The interdisciplinary field of data science is growing rapidly, altering the way researchers process and react to data. As a result, a rising number of universities are incorporating data science courses and programs into their applied and computational mathematics curricula. At the 2017 SIAM Annual Meeting, which took place in Pittsburgh, Pa., this July, three panelists spoke about the various data science programs at their respective institutions, and commented on opportunities accompanying the versatile field’s direction.
“Data science is the sexist job of the 21st century,” Randy Paffenroth of Worchester Polytechnic Institute (WPI) joked, citing a 2012 article by the Harvard Business Review. “What’s really important is the idea of communication. How do you take the data analysis you do and package it in a way that is faithful to the math but understandable to someone who’s not a mathematician?”
Paffenroth attributes the growth of data science to the copious amounts of information currently available. YouTube grows at 400 hours per minute, the equivalent to 24,000 people uploading their entire lives in real-time streams. Google translates 69,500,000 words per minute, and 216,302 photos are shared on Facebook every 60 seconds. “Every time we go on the web, we’re participating in a data science experiment,” Paffenroth said. “Phones generate data all the time.”

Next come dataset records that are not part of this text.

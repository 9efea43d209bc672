//! Provider and generation configuration

use secrecy::SecretString;
use serde::{Deserialize, Serialize};

use super::error::RequestError;
use super::provider::ProviderKind;

/// Everything a provider needs to talk to its service
///
/// Built once by the factory and owned by the provider instance afterwards.
/// The API key is wrapped in `SecretString`, so `Debug` output redacts it.
#[derive(Debug)]
pub struct ProviderConfig {
    /// Which provider this configuration is for
    pub kind: ProviderKind,
    /// Credential sent with every request
    pub api_key: SecretString,
    /// Model identifier, without the `models/` resource prefix
    pub model: String,
    /// Scheme and host of the provider API, without a trailing slash
    pub base_url: String,
}

impl ProviderConfig {
    /// Create a configuration pointing at the provider's public endpoint
    ///
    /// Accepts both `gemini-pro` and the resource name `models/gemini-pro`.
    pub fn new(kind: ProviderKind, api_key: SecretString, model: impl Into<String>) -> Self {
        let model = model.into();
        let model = match model.strip_prefix("models/") {
            Some(id) => id.to_string(),
            None => model,
        };

        Self {
            kind,
            api_key,
            model,
            base_url: kind.default_base_url().to_string(),
        }
    }

    /// Point the provider at a different endpoint (proxies, test servers)
    pub fn with_base_url(mut self, base_url: impl Into<String>) -> Self {
        self.base_url = base_url.into().trim_end_matches('/').to_string();
        self
    }
}

/// Default sampling temperature
pub const DEFAULT_TEMPERATURE: f32 = 0.7;

/// Highest temperature accepted by `validate`
pub const MAX_TEMPERATURE: f32 = 2.0;

/// Parameters for controlling text generation, passed per call
#[derive(Debug, Clone, Copy, PartialEq, Serialize, Deserialize)]
pub struct GenerationConfig {
    /// Randomness (0.0-2.0, higher = more random)
    pub temperature: f32,
    /// Maximum number of tokens to generate; the provider decides when unset
    #[serde(skip_serializing_if = "Option::is_none")]
    pub max_tokens: Option<u32>,
}

impl GenerationConfig {
    /// Create a configuration with the given temperature and no token limit
    pub fn new(temperature: f32) -> Self {
        Self {
            temperature,
            max_tokens: None,
        }
    }

    /// Set the max tokens
    pub fn with_max_tokens(mut self, max_tokens: u32) -> Self {
        self.max_tokens = Some(max_tokens);
        self
    }

    /// Check that the parameters are within the accepted ranges
    pub fn validate(&self) -> Result<(), RequestError> {
        if !(0.0..=MAX_TEMPERATURE).contains(&self.temperature) {
            return Err(RequestError::InvalidRequest(format!(
                "temperature must be between 0 and {}, got {}",
                MAX_TEMPERATURE, self.temperature
            )));
        }
        if self.max_tokens == Some(0) {
            return Err(RequestError::InvalidRequest(
                "max_tokens must be positive".to_string(),
            ));
        }
        Ok(())
    }
}

impl Default for GenerationConfig {
    fn default() -> Self {
        Self::new(DEFAULT_TEMPERATURE)
    }
}

#[cfg(test)]
mod tests {
    use super::*;

    #[test]
    fn test_provider_config_new() {
        let config = ProviderConfig::new(
            ProviderKind::Google,
            SecretString::from("secret-key".to_string()),
            "gemini-pro",
        );
        assert_eq!(config.model, "gemini-pro");
        assert_eq!(config.base_url, "https://generativelanguage.googleapis.com");
    }

    #[test]
    fn test_provider_config_strips_resource_prefix() {
        let config = ProviderConfig::new(
            ProviderKind::Google,
            SecretString::from("secret-key".to_string()),
            "models/gemini-pro",
        );
        assert_eq!(config.model, "gemini-pro");
    }

    #[test]
    fn test_provider_config_base_url_trims_slash() {
        let config = ProviderConfig::new(
            ProviderKind::Google,
            SecretString::from("secret-key".to_string()),
            "gemini-pro",
        )
        .with_base_url("http://127.0.0.1:9000/");
        assert_eq!(config.base_url, "http://127.0.0.1:9000");
    }

    #[test]
    fn test_provider_config_debug_redacts_key() {
        let config = ProviderConfig::new(
            ProviderKind::Google,
            SecretString::from("super-secret-key".to_string()),
            "gemini-pro",
        );
        let debug = format!("{:?}", config);
        assert!(!debug.contains("super-secret-key"));
        assert!(debug.contains("gemini-pro"));
    }

    #[test]
    fn test_config_default() {
        let config = GenerationConfig::default();
        assert_eq!(config.temperature, 0.7);
        assert!(config.max_tokens.is_none());
    }

    #[test]
    fn test_config_builder() {
        let config = GenerationConfig::new(1.2).with_max_tokens(256);
        assert_eq!(config.temperature, 1.2);
        assert_eq!(config.max_tokens, Some(256));
    }

    #[test]
    fn test_validate_accepts_bounds() {
        assert!(GenerationConfig::new(0.0).validate().is_ok());
        assert!(GenerationConfig::new(2.0).validate().is_ok());
        assert!(GenerationConfig::default().with_max_tokens(1).validate().is_ok());
    }

    #[test]
    fn test_validate_rejects_out_of_range_temperature() {
        assert!(GenerationConfig::new(-0.1).validate().is_err());
        assert!(GenerationConfig::new(2.5).validate().is_err());
        assert!(GenerationConfig::new(f32::NAN).validate().is_err());
    }

    #[test]
    fn test_validate_rejects_zero_max_tokens() {
        let err = GenerationConfig::default()
            .with_max_tokens(0)
            .validate()
            .unwrap_err();
        assert!(err.to_string().contains("max_tokens"));
    }

    #[test]
    fn test_config_serialization() {
        let json = serde_json::to_string(&GenerationConfig::new(0.5)).unwrap();
        assert!(json.contains("\"temperature\":0.5"));
        assert!(!json.contains("\"max_tokens\""));
    }
}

Figure 1. Drew Conway’s data science Venn diagram. Image courtesy of Stack Overflow.
He explained that the field draws from three different domains—math and statistics, hacking skills, and substantive expertise—and presented Drew Conway’s data science Venn diagram to illustrate the overlaps (see Figure 1). The so-called “danger zone” occurs at the juncture of hacking and substantive expertise, when one doesn’t have sufficient mathematical experience.
Paffenroth spent a decade in industry before arriving at WPI in 2014, when the university’s data science program was just getting started. What began at the master’s level that fall has grown into a comprehensive research program that offers a Ph.D. The program’s structure is based on Conway’s diagram: a collaboration between the Department of Mathematical Sciences, the Department of Computer Science, and the Foisie Business School. Its status as an independent program, rather than a subset of a particular department or school, equally represents the three independent entities. “That’s one thing that we think has helped the program grow,” Paffenroth said. “It’s been pretty faithful to all of the pieces of it.” Faculty members are now working backwards to develop the undergraduate curriculum; the first group of undergraduate minors graduated in the spring of 2017.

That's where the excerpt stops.